Dataset records:
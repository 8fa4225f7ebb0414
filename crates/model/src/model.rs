//! Trained-model lifecycle: construction, training, inference.
//!
//! [`AnomalyModel`] owns the learned weights (a [`VarMap`]), its immutable
//! [`ModelParams`], and the calibrated anomaly threshold (absent until
//! calibration). Lifecycle: constructed untrained → trained (weights set)
//! → calibrated (threshold set). A model instance is single-writer:
//! training is synchronous and never runs concurrently on one instance.
//!
//! Parameter initialization is driven by a seeded generator so that two
//! models built from identical params are identical before training —
//! with dropout disabled, repeated training runs on the same data then
//! reproduce the same losses exactly.

use std::sync::atomic::{AtomicBool, Ordering};
use std::sync::Arc;

use candle_core::{DType, Device, Tensor};
use candle_nn::{loss, optim, Optimizer, VarBuilder, VarMap};
use serde::{Deserialize, Serialize};

use crate::autoencoder::Autoencoder;
use crate::error::ModelError;
use crate::params::ModelParams;

/// Cooperative cancellation flag for training.
///
/// Checked only at epoch boundaries — a partial epoch always completes
/// before the loop stops. Clone freely; all clones share the flag.
#[derive(Debug, Clone, Default)]
pub struct CancelFlag(Arc<AtomicBool>);

impl CancelFlag {
    pub fn new() -> Self {
        Self::default()
    }

    /// Request a stop at the next epoch boundary.
    pub fn cancel(&self) {
        self.0.store(true, Ordering::SeqCst);
    }

    pub fn is_cancelled(&self) -> bool {
        self.0.load(Ordering::SeqCst)
    }
}

/// Per-epoch training progress event.
#[derive(Debug, Clone, Copy, PartialEq, Serialize, Deserialize)]
pub struct EpochStats {
    /// Zero-based epoch index.
    pub epoch: usize,
    /// Mean mini-batch reconstruction MSE over the epoch.
    pub train_loss: f64,
    /// Reconstruction MSE on the validation matrix (no dropout, no update).
    pub val_loss: f64,
}

/// Training schedule options.
#[derive(Debug, Clone)]
pub struct TrainOptions {
    /// Maximum number of epochs.
    pub epochs: usize,
    /// Mini-batch size in rows (clamped to the training set size).
    pub batch_size: usize,
    /// Consecutive non-improving epochs before early stopping.
    pub patience: usize,
    /// Seed for the per-epoch mini-batch shuffle.
    pub shuffle_seed: u64,
    /// Cooperative stop flag, checked at epoch boundaries.
    pub cancel: CancelFlag,
}

impl Default for TrainOptions {
    fn default() -> Self {
        Self {
            epochs: 30,
            batch_size: 64,
            patience: 5,
            shuffle_seed: 42,
            cancel: CancelFlag::new(),
        }
    }
}

/// Mean squared difference between a row and its reconstruction.
pub fn row_mse(original: &[f64], reconstructed: &[f64]) -> f64 {
    if original.is_empty() {
        return 0.0;
    }
    original
        .iter()
        .zip(reconstructed.iter())
        .map(|(a, b)| (a - b).powi(2))
        .sum::<f64>()
        / original.len() as f64
}

/// The autoencoder together with its weights, params, and threshold.
pub struct AnomalyModel {
    params: ModelParams,
    device: Device,
    varmap: VarMap,
    net: Autoencoder,
    threshold: Option<f64>,
    trained: bool,
}

impl std::fmt::Debug for AnomalyModel {
    fn fmt(&self, f: &mut std::fmt::Formatter<'_>) -> std::fmt::Result {
        f.debug_struct("AnomalyModel")
            .field("params", &self.params)
            .field("threshold", &self.threshold)
            .field("trained", &self.trained)
            .finish_non_exhaustive()
    }
}

impl AnomalyModel {
    /// Build an untrained model with seed-deterministic initial parameters.
    pub fn new(params: ModelParams) -> Result<Self, ModelError> {
        let device = Device::Cpu;
        let mut varmap = VarMap::new();
        let vb = VarBuilder::from_varmap(&varmap, DType::F32, &device);
        let net = Autoencoder::new(&params, vb)?;
        seed_parameters(&mut varmap, params.seed, &device)?;
        Ok(Self {
            params,
            device,
            varmap,
            net,
            threshold: None,
            trained: false,
        })
    }

    pub fn params(&self) -> &ModelParams {
        &self.params
    }

    pub fn is_trained(&self) -> bool {
        self.trained
    }

    /// The calibrated anomaly threshold, if calibration has run.
    pub fn threshold(&self) -> Option<f64> {
        self.threshold
    }

    /// Store the calibrated threshold.
    pub fn set_threshold(&mut self, threshold: f64) {
        self.threshold = Some(threshold);
    }

    /// The threshold, or [`ModelError::NotCalibrated`].
    pub fn require_threshold(&self) -> Result<f64, ModelError> {
        self.threshold.ok_or(ModelError::NotCalibrated)
    }

    /// Train on shuffled mini-batches, minimizing reconstruction MSE.
    ///
    /// See [`train_with_progress`](Self::train_with_progress); this variant
    /// discards progress events.
    pub fn train(
        &mut self,
        train_rows: &[Vec<f64>],
        val_rows: &[Vec<f64>],
        opts: &TrainOptions,
    ) -> Result<Vec<EpochStats>, ModelError> {
        self.train_with_progress(train_rows, val_rows, opts, |_| {})
    }

    /// Train on shuffled mini-batches, minimizing reconstruction MSE, with
    /// a per-epoch progress callback.
    ///
    /// After each epoch the validation loss is computed (dropout off, no
    /// parameter update) and `on_epoch` is invoked — the epoch loop is
    /// strictly sequential, and this callback is the only point where a
    /// host may interleave other work. Early stopping halts once
    /// `opts.patience` consecutive epochs fail to improve on the best
    /// validation loss seen. `opts.cancel` stops the loop at the next
    /// epoch boundary.
    pub fn train_with_progress(
        &mut self,
        train_rows: &[Vec<f64>],
        val_rows: &[Vec<f64>],
        opts: &TrainOptions,
        mut on_epoch: impl FnMut(&EpochStats),
    ) -> Result<Vec<EpochStats>, ModelError> {
        self.check_rows(train_rows, self.params.input_width)?;
        self.check_rows(val_rows, self.params.input_width)?;

        let width = self.params.input_width;
        let n_train = train_rows.len();
        let batch_size = opts.batch_size.max(1).min(n_train);
        let val_x = self.to_tensor(val_rows, width)?;

        let mut optimizer = optim::AdamW::new(
            self.varmap.all_vars(),
            optim::ParamsAdamW {
                lr: self.params.learning_rate,
                weight_decay: 0.0,
                ..Default::default()
            },
        )?;

        let mut history: Vec<EpochStats> = Vec::new();
        let mut best_val = f64::MAX;
        let mut patience_counter = 0usize;

        for epoch in 0..opts.epochs {
            // Reshuffle every epoch; the seed offset keeps runs reproducible.
            let indices = shuffle_indices(n_train, opts.shuffle_seed.wrapping_add(epoch as u64));

            let mut epoch_loss = 0.0;
            let mut n_batches = 0usize;
            for batch_start in (0..n_train).step_by(batch_size) {
                let batch_end = (batch_start + batch_size).min(n_train);
                let mut batch = Vec::with_capacity((batch_end - batch_start) * width);
                for &idx in &indices[batch_start..batch_end] {
                    batch.extend(train_rows[idx].iter().map(|&v| v as f32));
                }
                let x = Tensor::from_vec(batch, (batch_end - batch_start, width), &self.device)?;

                let recon = self.net.forward_t(&x, true)?;
                let mse = loss::mse(&recon, &x)?;
                optimizer.backward_step(&mse)?;

                epoch_loss += mse.to_vec0::<f32>()? as f64;
                n_batches += 1;
            }
            let train_loss = epoch_loss / n_batches as f64;

            let val_recon = self.net.forward_t(&val_x, false)?;
            let val_loss = loss::mse(&val_recon, &val_x)?.to_vec0::<f32>()? as f64;

            let stats = EpochStats {
                epoch,
                train_loss,
                val_loss,
            };
            tracing::debug!(epoch, train_loss, val_loss, "epoch complete");
            on_epoch(&stats);
            history.push(stats);

            if val_loss < best_val {
                best_val = val_loss;
                patience_counter = 0;
            } else {
                patience_counter += 1;
                if patience_counter >= opts.patience {
                    tracing::info!(
                        epoch,
                        patience = opts.patience,
                        best_val,
                        "early stopping: validation loss stopped improving"
                    );
                    break;
                }
            }

            if opts.cancel.is_cancelled() {
                tracing::info!(epoch, "training cancelled at epoch boundary");
                break;
            }
        }

        if !history.is_empty() {
            self.trained = true;
        }
        Ok(history)
    }

    /// Reconstruct a matrix (forward pass only, no dropout).
    pub fn predict(&self, rows: &[Vec<f64>]) -> Result<Vec<Vec<f64>>, ModelError> {
        self.ensure_trained()?;
        let x = self.to_tensor(rows, self.params.input_width)?;
        let recon = self.net.forward_t(&x, false)?;
        Ok(tensor_to_rows(&recon)?)
    }

    /// Project a matrix into the latent space. Diagnostics path.
    pub fn encode(&self, rows: &[Vec<f64>]) -> Result<Vec<Vec<f64>>, ModelError> {
        self.ensure_trained()?;
        let x = self.to_tensor(rows, self.params.input_width)?;
        let z = self.net.encode(&x)?;
        Ok(tensor_to_rows(&z)?)
    }

    /// Reconstruct from latent-space rows. Diagnostics path.
    pub fn decode(&self, rows: &[Vec<f64>]) -> Result<Vec<Vec<f64>>, ModelError> {
        self.ensure_trained()?;
        let z = self.to_tensor(rows, self.params.latent_size)?;
        let recon = self.net.decode(&z)?;
        Ok(tensor_to_rows(&recon)?)
    }

    /// Per-row reconstruction MSE for a matrix.
    pub fn reconstruction_errors(&self, rows: &[Vec<f64>]) -> Result<Vec<f64>, ModelError> {
        let recon = self.predict(rows)?;
        Ok(rows
            .iter()
            .zip(recon.iter())
            .map(|(orig, rec)| row_mse(orig, rec))
            .collect())
    }

    pub(crate) fn ensure_trained(&self) -> Result<(), ModelError> {
        if self.trained {
            Ok(())
        } else {
            Err(ModelError::NotTrained)
        }
    }

    pub(crate) fn mark_trained(&mut self) {
        self.trained = true;
    }

    pub(crate) fn varmap(&self) -> &VarMap {
        &self.varmap
    }

    pub(crate) fn varmap_mut(&mut self) -> &mut VarMap {
        &mut self.varmap
    }

    pub(crate) fn device(&self) -> &Device {
        &self.device
    }

    pub(crate) fn set_threshold_opt(&mut self, threshold: Option<f64>) {
        self.threshold = threshold;
    }

    fn check_rows(&self, rows: &[Vec<f64>], width: usize) -> Result<(), ModelError> {
        if rows.is_empty() {
            return Err(ModelError::EmptyMatrix);
        }
        for (i, row) in rows.iter().enumerate() {
            if row.len() != width {
                return Err(ModelError::InvalidInputShape {
                    row: i,
                    expected: width,
                    got: row.len(),
                });
            }
        }
        Ok(())
    }

    fn to_tensor(&self, rows: &[Vec<f64>], width: usize) -> Result<Tensor, ModelError> {
        self.check_rows(rows, width)?;
        let mut flat = Vec::with_capacity(rows.len() * width);
        for row in rows {
            flat.extend(row.iter().map(|&v| v as f32));
        }
        Ok(Tensor::from_vec(flat, (rows.len(), width), &self.device)?)
    }
}

fn tensor_to_rows(t: &Tensor) -> Result<Vec<Vec<f64>>, candle_core::Error> {
    let rows = t.to_vec2::<f32>()?;
    Ok(rows
        .into_iter()
        .map(|r| r.into_iter().map(|v| v as f64).collect())
        .collect())
}

/// Overwrite all network parameters with seed-deterministic values:
/// uniform Glorot-style weights, zero biases.
fn seed_parameters(varmap: &mut VarMap, seed: u64, device: &Device) -> Result<(), ModelError> {
    // Sorted traversal so the generator stream is independent of hash order.
    let mut entries: Vec<(String, Vec<usize>)> = varmap
        .data()
        .lock()
        .unwrap()
        .iter()
        .map(|(name, var)| (name.clone(), var.as_tensor().dims().to_vec()))
        .collect();
    entries.sort_by(|a, b| a.0.cmp(&b.0));

    let mut rng = Lcg(seed);
    for (name, dims) in entries {
        let count: usize = dims.iter().product();
        let values: Vec<f32> = if dims.len() == 2 {
            // Linear weight, shape (out, in).
            let limit = (6.0 / (dims[0] + dims[1]) as f64).sqrt();
            (0..count)
                .map(|_| ((rng.next_f64() * 2.0 - 1.0) * limit) as f32)
                .collect()
        } else {
            vec![0.0; count]
        };
        let tensor = Tensor::from_vec(values, dims, device)?;
        varmap.set_one(&name, &tensor)?;
    }
    Ok(())
}

/// Fisher-Yates shuffle driven by a seeded LCG, for reproducible batches.
fn shuffle_indices(n: usize, seed: u64) -> Vec<usize> {
    let mut indices: Vec<usize> = (0..n).collect();
    let mut rng = seed;
    for i in (1..n).rev() {
        rng = rng
            .wrapping_mul(6364136223846793005)
            .wrapping_add(1442695040888963407);
        let j = (rng >> 33) as usize % (i + 1);
        indices.swap(i, j);
    }
    indices
}

/// Minimal LCG used only for parameter initialization.
struct Lcg(u64);

impl Lcg {
    fn next_f64(&mut self) -> f64 {
        self.0 = self
            .0
            .wrapping_mul(6364136223846793005)
            .wrapping_add(1442695040888963407);
        (self.0 >> 11) as f64 / (1u64 << 53) as f64
    }
}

Exercise aim: Where a line of the data above includes the string "minimizing", pull it out.

Your response:
    /// Train on shuffled mini-batches, minimizing reconstruction MSE.
    /// Train on shuffled mini-batches, minimizing reconstruction MSE, with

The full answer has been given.